The Town

Shaun Prescott

This is Australia, an unnamed, dead-end town in the heart of the outback—a desolate place of gas stations, fast-food franchises, and labyrinthine streets: flat and nearly abandoned. When a young writer arrives to research just such depressing middles-of-nowhere as they are choked into oblivion, he finds something more sinister than economic depression: the ghost towns of Australia appear to be literally disappearing. An epidemic of mysterious holes is threatening his new home’s very existence, and this discovery plunges the researcher into an abyss from which he may never escape.


It was only possible to see the full extent of the town if you spent many years there. Only then could you see the barriers shimmer at its edges, and know what the edges meant.

It was only possible after many years in the town to notice the strangeness of certain aspects of familiar visions. Only then could you stand at the foot of a quiet street and at a certain time of day, and from a very specific angle, pretend that you were somewhere else.

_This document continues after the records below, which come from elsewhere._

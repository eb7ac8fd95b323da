//! Scenario: the stitch session's first few keyframes are recorded
//! somewhere the prior map never covered (a garage, a tunnel with no
//! prior scan) before rejoining the mapped route. Re-localization must
//! reject the unrecoverable keyframes and succeed once a recoverable
//! one is reached — exactly the retry loop `StitchRun::run` drives
//! internally by trying each stitch keyframe in order.
//!
//! Exercised directly against `relocalize::run`, one keyframe at a
//! time, rather than through a full `StitchRun`: the disc corridor used
//! elsewhere in this suite repeats its local shape at every keyframe,
//! so a full run's single descriptor-driven anchor pick would tie
//! between equally-plausible prior candidates once the gap shifts which
//! keyframe is "first feasible" — exactly the ambiguity
//! `rigid_offset_relocalize.rs` already works around by not asserting
//! on a specific prior neighborhood. The retry behavior itself has
//! nothing to do with that ambiguity, so it's tested on its own here.

mod common;

use descriptor::{make_descriptor, ScanContextConfig, ScanContextIndex};
use pointcloud::{concat, transform_cloud};
use relocalize::{self, RelocalizeConfig, RelocalizeError};
use std::collections::BTreeMap;
use transforms::Transform3D;
use types::VertexId;

#[test]
fn foreign_keyframes_fail_and_a_later_recoverable_one_succeeds() {
    let n = 60;
    let poses = common::straight_line_poses(n, 1.0, 0.0, 0.0);
    let sc_config = ScanContextConfig::default();

    let mut index = ScanContextIndex::new();
    let mut prior_poses: BTreeMap<VertexId, Transform3D> = BTreeMap::new();
    let mut world_clouds = Vec::with_capacity(n);

    for (id, pose) in poses.iter().enumerate() {
        let tf = Transform3D::from_pose(pose);
        let cloud = common::disc_cloud();
        index.push(id, make_descriptor(&cloud, &sc_config));
        world_clouds.push(transform_cloud(&cloud, &tf));
        prior_poses.insert(id, tf);
    }
    let prior_map = concat(world_clouds).voxel_downsample(0.3);
    let config = RelocalizeConfig::default();

    // Same retry loop `relocalize_first_feasible` runs: try each
    // keyframe's cloud in order, keep going past failures.
    let gap_clouds = [common::foreign_cloud(), common::foreign_cloud(), common::foreign_cloud()];
    for (k, cloud) in gap_clouds.iter().enumerate() {
        let err = relocalize::run(cloud, &index, &prior_poses, &prior_map, None, 100, &config).unwrap_err();
        assert!(
            matches!(&err, RelocalizeError::NoCandidate),
            "foreign keyframe {k} unexpectedly produced a candidate: {err}"
        );
    }

    let recoverable = common::disc_cloud();
    let recovered = relocalize::run(&recoverable, &index, &prior_poses, &prior_map, None, 100, &config)
        .expect("the keyframe past the gap should re-localize successfully");
    let pos = recovered.translation();
    assert!(pos.x > -2.0 && pos.x < (n as f64) + 2.0, "recovered translation left the mapped corridor: {pos:?}");
}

It was possible to stand at the foot of the old gasworks, and to stare upwards, and to believe that briefly you had gained access to one of those speculative worlds outside of the town.

When inside certain towns, the rest of the world disappears. So it only makes sense that to the rest of the world, certain towns are forever disappearing—or else they appear as a figment, or as a ghost town, or as a spot on a map purely decorative. A spot carefully placed by a cartographer anxious to fill a lonely space.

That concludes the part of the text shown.